Com este entendimento, a 7ª Turma do Tribunal Regional do Trabalho da 4ª Região (RS) confirmou sentença que, no mérito, julgou improcedente pedido de reconhecimento de vínculo trabalhista requerido por um promotor de justiça gaúcho contra uma instituição de ensino superior do interior paulista. Tal como o juízo de primeiro grau, os magistrados perceberam que o promotor reclamante não é apenas sócio, mas administrador da empresa que entabulou o contrato de professor e o de parceria com a universidade, este prevendo a exploração conjunta dos cursos de pós-graduação. Assim, entenderam que não era “crível” que tivesse sido ludibriado em relação à natureza dos contratos celebrados ou com a promessa da assinatura da carteira de trabalho.

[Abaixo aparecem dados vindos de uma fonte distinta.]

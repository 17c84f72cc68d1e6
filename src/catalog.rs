//! Route catalog: the grouped, ordered view of the latest scan.
//!
//! Grouping is a pure function of the route list. Nothing about a group or a
//! route survives a rescan.

use crate::models::{HttpMethod, Route, RouteGroup, ROOT_GROUP};
use std::cmp::Ordering;
use std::collections::BTreeMap;

/// Groups routes by first path segment.
///
/// Groups come out sorted by name. Within a group routes are sorted by path,
/// then by method precedence `[GET, POST, PUT, PATCH, DELETE]`. The sort is
/// stable, so routes with equal keys keep their scan order.
///
/// # Examples
///
/// ```
/// use api_tester::catalog::build_groups;
/// use api_tester::models::{HttpMethod, Route};
/// use std::path::PathBuf;
///
/// let routes = vec![
///     Route::new(HttpMethod::GET, "/users", PathBuf::new(), None),
///     Route::new(HttpMethod::POST, "/users", PathBuf::new(), None),
///     Route::new(HttpMethod::GET, "/orders/1", PathBuf::new(), None),
/// ];
///
/// let groups = build_groups(&routes);
/// assert_eq!(groups[0].name, "orders");
/// assert_eq!(groups[1].name, "users");
/// assert_eq!(groups[1].routes.len(), 2);
/// ```
pub fn build_groups(routes: &[Route]) -> Vec<RouteGroup> {
    let mut buckets: BTreeMap<String, Vec<Route>> = BTreeMap::new();

    for route in routes {
        let name = route.first_segment().unwrap_or(ROOT_GROUP).to_string();
        buckets.entry(name).or_default().push(route.clone());
    }

    buckets
        .into_iter()
        .map(|(name, mut routes)| {
            routes.sort_by(compare_routes);
            RouteGroup { name, routes }
        })
        .collect()
}

/// Orders two routes by path, then by method precedence.
pub fn compare_routes(a: &Route, b: &Route) -> Ordering {
    a.path
        .cmp(&b.path)
        .then_with(|| a.method.precedence().cmp(&b.method.precedence()))
}

/// Holds the groups produced by the most recent scan.
#[derive(Debug, Clone, Default)]
pub struct RouteCatalog {
    groups: Vec<RouteGroup>,
}

impl RouteCatalog {
    /// Creates an empty catalog.
    pub fn new() -> Self {
        Self::default()
    }

    /// Builds a catalog from a route list.
    pub fn from_routes(routes: &[Route]) -> Self {
        Self {
            groups: build_groups(routes),
        }
    }

    /// Replaces the catalog contents with a fresh grouping.
    pub fn refresh(&mut self, routes: &[Route]) {
        self.groups = build_groups(routes);
    }

    /// Groups in display order.
    pub fn groups(&self) -> &[RouteGroup] {
        &self.groups
    }

    /// All routes in display order.
    pub fn routes(&self) -> impl Iterator<Item = &Route> {
        self.groups.iter().flat_map(|g| g.routes.iter())
    }

    /// Finds the first route with the given method and path.
    pub fn find(&self, method: HttpMethod, path: &str) -> Option<&Route> {
        let path = crate::models::normalize_path(path);
        self.routes().find(|r| r.method == method && r.path == path)
    }

    /// Total number of routes.
    pub fn len(&self) -> usize {
        self.groups.iter().map(|g| g.routes.len()).sum()
    }

    /// Whether the last scan found no routes.
    pub fn is_empty(&self) -> bool {
        self.groups.is_empty()
    }
}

O relator do recurso ordinário, juiz convocado Joe Ernando Deszuta, disse que a intenção e a prática negocial conflitam com as teses expostas na reclamatória trabalhista. “Neste aspecto, ainda, não se pode deixar de registrar que, se de fraude se tratasse, não poderia o reclamante – investido permanentemente da alta e relevante Função Pública de Promotor de Justiça, na defesa da Lei e da Sociedade – deixar de denunciar tais condições de contratação. Mesmo que ultrapassada essa questão, entendo que, no caso, de fato sequer concorrem todos os requisitos informadores do liame de emprego”, escreveu no acórdão.

Deszuta também manteve a multa por litigância de má-fé, imposta no primeiro grau, mas diminuiu o quantum, de R$ 50 mil para apenas R$ 10 mil — 1% do valor da causa. E também a determinação de envio de ofícios à Corregedoria do MP-RS, ao CNMP e à Receita Federal, o que deve ocorrer após o trânsito em julgado da decisão.

 

Reclamatória trabalhista

O promotor de justiça Alexandre Aranalde Salim, que reside e trabalha em Porto Alegre, ajuizou reclamatória trabalhista em face da Fundação de Ensino Octávio Bastos (Unifeob), sediada na cidade de São João da Boa Vista, interior de São Paulo. Pleiteou reconhecimento de vínculo empregatício entre 4 de maio de 2015 a 15 de maio de 2016. Alegou que, além de trabalhar como professor, atuou como coordenador-geral de diversos cursos on-line de pós-graduação em Direito para a reclamada sem, no entanto, ter a Carteira de Trabalho e Previdência Social (CTPS) assinada.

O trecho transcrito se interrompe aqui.